▶ TASK PROMPT: Copy every line of the data in which the word "crate" occurs.

▶ SOURCE MATERIAL:

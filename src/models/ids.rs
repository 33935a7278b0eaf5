//! Strongly-typed ID wrapper for movements
//!
//! The store assigns identifiers on creation; wrapping them in a newtype keeps
//! them from being confused with other strings at compile time.

use serde::{Deserialize, Serialize};
use std::fmt;
use std::str::FromStr;
use uuid::Uuid;

/// Identifier of a cash-register movement
#[derive(Debug, Clone, Copy, PartialEq, Eq, Hash, Serialize, Deserialize)]
#[serde(transparent)]
pub struct MovementId(Uuid);

impl MovementId {
    /// Create a new random ID
    pub fn new() -> Self {
        Self(Uuid::new_v4())
    }

    /// Create an ID from an existing UUID
    pub fn from_uuid(uuid: Uuid) -> Self {
        Self(uuid)
    }

    /// Get the underlying UUID
    pub fn as_uuid(&self) -> &Uuid {
        &self.0
    }

    /// Parse an ID from a string
    pub fn parse(s: &str) -> Result<Self, uuid::Error> {
        Ok(Self(Uuid::parse_str(s)?))
    }
}

impl Default for MovementId {
    fn default() -> Self {
        Self::new()
    }
}

impl fmt::Display for MovementId {
    fn fmt(&self, f: &mut fmt::Formatter<'_>) -> fmt::Result {
        write!(f, "mov-{}", &self.0.to_string()[..8])
    }
}

impl From<Uuid> for MovementId {
    fn from(uuid: Uuid) -> Self {
        Self(uuid)
    }
}

impl FromStr for MovementId {
    type Err = uuid::Error;

    fn from_str(s: &str) -> Result<Self, Self::Err> {
        let s = s.strip_prefix("mov-").unwrap_or(s);
        Ok(Self(Uuid::parse_str(s)?))
    }
}

#[cfg(test)]
mod tests {
    use super::*;

    #[test]
    fn test_id_creation() {
        let id = MovementId::new();
        assert!(!id.as_uuid().is_nil());
    }

    #[test]
    fn test_id_display() {
        let id = MovementId::new();
        let display = format!("{}", id);
        assert!(display.starts_with("mov-"));
        assert_eq!(display.len(), 12); // "mov-" + 8 chars
    }

    #[test]
    fn test_id_serialization() {
        let id = MovementId::new();
        let json = serde_json::to_string(&id).unwrap();
        let deserialized: MovementId = serde_json::from_str(&json).unwrap();
        assert_eq!(id, deserialized);
    }

    #[test]
    fn test_id_parse() {
        let uuid_str = "550e8400-e29b-41d4-a716-446655440000";
        let id = MovementId::parse(uuid_str).unwrap();
        assert_eq!(id.as_uuid().to_string(), uuid_str);
    }
}
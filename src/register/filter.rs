//! Display filtering and sorting for the register
//!
//! Filtering is conjunctive: a movement passes only if it matches the text
//! filter AND the kind filter. Sorting is stable, so movements with equal
//! keys keep their original fetch order.

use crate::models::{Movement, MovementKind};

/// Kind filter for the register view
#[derive(Debug, Clone, Copy, PartialEq, Eq, Default)]
pub enum KindFilter {
    #[default]
    All,
    Income,
    Expense,
}

impl KindFilter {
    /// Whether a movement passes this filter
    pub fn matches(&self, movement: &Movement) -> bool {
        match self {
            Self::All => true,
            Self::Income => movement.kind == MovementKind::Income,
            Self::Expense => movement.kind == MovementKind::Expense,
        }
    }

    /// Cycle to the next filter value (for the TUI toggle)
    pub fn next(self) -> Self {
        match self {
            Self::All => Self::Income,
            Self::Income => Self::Expense,
            Self::Expense => Self::All,
        }
    }
}

/// Field the register can be sorted by
#[derive(Debug, Clone, Copy, PartialEq, Eq, Default)]
pub enum SortField {
    #[default]
    Date,
    Description,
    Amount,
}

/// Sort direction
#[derive(Debug, Clone, Copy, PartialEq, Eq, Default)]
pub enum SortDirection {
    #[default]
    Ascending,
    Descending,
}

impl SortDirection {
    pub fn toggle(self) -> Self {
        match self {
            Self::Ascending => Self::Descending,
            Self::Descending => Self::Ascending,
        }
    }
}

/// Filter and sort parameters for the register view
#[derive(Debug, Clone, Default)]
pub struct RegisterFilter {
    /// Free-text filter, matched case-insensitively against the description
    /// or the stringified amount
    pub text: String,

    /// Kind filter
    pub kind: KindFilter,

    /// Sort field
    pub sort: SortField,

    /// Sort direction
    pub direction: SortDirection,
}

impl RegisterFilter {
    pub fn new() -> Self {
        Self::default()
    }

    pub fn text(mut self, text: impl Into<String>) -> Self {
        self.text = text.into();
        self
    }

    pub fn kind(mut self, kind: KindFilter) -> Self {
        self.kind = kind;
        self
    }

    pub fn sort(mut self, sort: SortField, direction: SortDirection) -> Self {
        self.sort = sort;
        self.direction = direction;
        self
    }

    /// Whether a movement passes both predicates
    pub fn matches(&self, movement: &Movement) -> bool {
        self.kind.matches(movement) && self.matches_text(movement)
    }

    fn matches_text(&self, movement: &Movement) -> bool {
        let needle = self.text.trim().to_lowercase();
        if needle.is_empty() {
            return true;
        }
        movement.description.to_lowercase().contains(&needle)
            || movement.amount_display().to_lowercase().contains(&needle)
    }
}

/// Apply a filter and stable sort to a fetched window of movements.
///
/// Pure: the input slice is never mutated and equal sort keys preserve their
/// relative fetch order.
pub fn apply(movements: &[Movement], filter: &RegisterFilter) -> Vec<Movement> {
    let mut rows: Vec<Movement> = movements
        .iter()
        .filter(|m| filter.matches(m))
        .cloned()
        .collect();

    // Vec::sort_by is stable; ties keep fetch order in both directions, so
    // descending flips the key comparison rather than reversing the result.
    let key_cmp = |a: &Movement, b: &Movement| match filter.sort {
        SortField::Date => a.date.cmp(&b.date),
        SortField::Description => a
            .description
            .to_lowercase()
            .cmp(&b.description.to_lowercase()),
        SortField::Amount => a.ledger_amount().cmp(&b.ledger_amount()),
    };
    match filter.direction {
        SortDirection::Ascending => rows.sort_by(key_cmp),
        SortDirection::Descending => rows.sort_by(|a, b| key_cmp(b, a)),
    }

    rows
}

#[cfg(test)]
mod tests {
    use super::*;
    use crate::models::{Money, PaymentMethod};
    use chrono::NaiveDate;

    fn movement(description: &str, cents: i64, kind: MovementKind, day: u32) -> Movement {
        Movement::new(
            description,
            Money::from_cents(cents),
            kind,
            PaymentMethod::Cash,
            NaiveDate::from_ymd_opt(2025, 3, day).unwrap(),
        )
    }

    fn sample() -> Vec<Movement> {
        vec![
            movement("Sale deposit", 100_000, MovementKind::Income, 10),
            movement("Workshop parts", 30_000, MovementKind::Expense, 10),
            movement("Detailing", 20_000, MovementKind::Income, 11),
        ]
    }

    #[test]
    fn test_no_filter_passes_everything() {
        let rows = apply(&sample(), &RegisterFilter::new());
        assert_eq!(rows.len(), 3);
    }

    #[test]
    fn test_kind_filter() {
        let filter = RegisterFilter::new().kind(KindFilter::Expense);
        let rows = apply(&sample(), &filter);
        assert_eq!(rows.len(), 1);
        assert_eq!(rows[0].description, "Workshop parts");
    }

    #[test]
    fn test_text_filter_on_description_case_insensitive() {
        let filter = RegisterFilter::new().text("SALE");
        let rows = apply(&sample(), &filter);
        assert_eq!(rows.len(), 1);
        assert_eq!(rows[0].description, "Sale deposit");
    }

    #[test]
    fn test_text_filter_on_amount() {
        // "300.00" is the display form of 30_000 cents
        let filter = RegisterFilter::new().text("300.00");
        let rows = apply(&sample(), &filter);
        assert_eq!(rows.len(), 1);
        assert_eq!(rows[0].description, "Workshop parts");
    }

    #[test]
    fn test_filters_are_conjunctive() {
        // Text matches an income row but the kind filter excludes it
        let filter = RegisterFilter::new().text("Sale").kind(KindFilter::Expense);
        let rows = apply(&sample(), &filter);
        assert!(rows.is_empty());
    }

    #[test]
    fn test_filter_composes_in_either_order() {
        let movements = sample();
        let both = RegisterFilter::new().text("deposit").kind(KindFilter::Income);
        let text_only = RegisterFilter::new().text("deposit");
        let kind_only = RegisterFilter::new().kind(KindFilter::Income);

        let combined = apply(&movements, &both);
        let sequential = apply(&apply(&movements, &text_only), &kind_only);

        let ids =
            |rows: &[Movement]| rows.iter().map(|m| m.id).collect::<Vec<_>>();
        assert_eq!(ids(&combined), ids(&sequential));
    }

    #[test]
    fn test_sort_by_amount() {
        let filter = RegisterFilter::new().sort(SortField::Amount, SortDirection::Ascending);
        let rows = apply(&sample(), &filter);
        let cents: Vec<i64> = rows.iter().map(|m| m.amount.cents()).collect();
        assert_eq!(cents, vec![20_000, 30_000, 100_000]);

        let filter = RegisterFilter::new().sort(SortField::Amount, SortDirection::Descending);
        let rows = apply(&sample(), &filter);
        let cents: Vec<i64> = rows.iter().map(|m| m.amount.cents()).collect();
        assert_eq!(cents, vec![100_000, 30_000, 20_000]);
    }

    #[test]
    fn test_stable_sort_preserves_fetch_order_on_ties() {
        let movements = vec![
            movement("first", 5_000, MovementKind::Income, 10),
            movement("second", 5_000, MovementKind::Income, 10),
            movement("third", 5_000, MovementKind::Income, 10),
        ];

        let filter = RegisterFilter::new().sort(SortField::Amount, SortDirection::Ascending);
        let once = apply(&movements, &filter);
        let twice = apply(&once, &filter);

        let names =
            |rows: &[Movement]| rows.iter().map(|m| m.description.clone()).collect::<Vec<_>>();
        assert_eq!(names(&once), vec!["first", "second", "third"]);
        assert_eq!(names(&once), names(&twice));

        // Descending flips keys, not ties: fetch order still wins
        let filter = RegisterFilter::new().sort(SortField::Amount, SortDirection::Descending);
        let descending = apply(&movements, &filter);
        assert_eq!(names(&descending), vec!["first", "second", "third"]);
    }

    #[test]
    fn test_sort_by_date_descending() {
        let filter = RegisterFilter::new().sort(SortField::Date, SortDirection::Descending);
        let rows = apply(&sample(), &filter);
        assert_eq!(rows[0].description, "Detailing");
    }
}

▶ RESPONSE AREA:
use crate::models::{Movement, MovementKind};
    use crate::models::{Money, PaymentMethod};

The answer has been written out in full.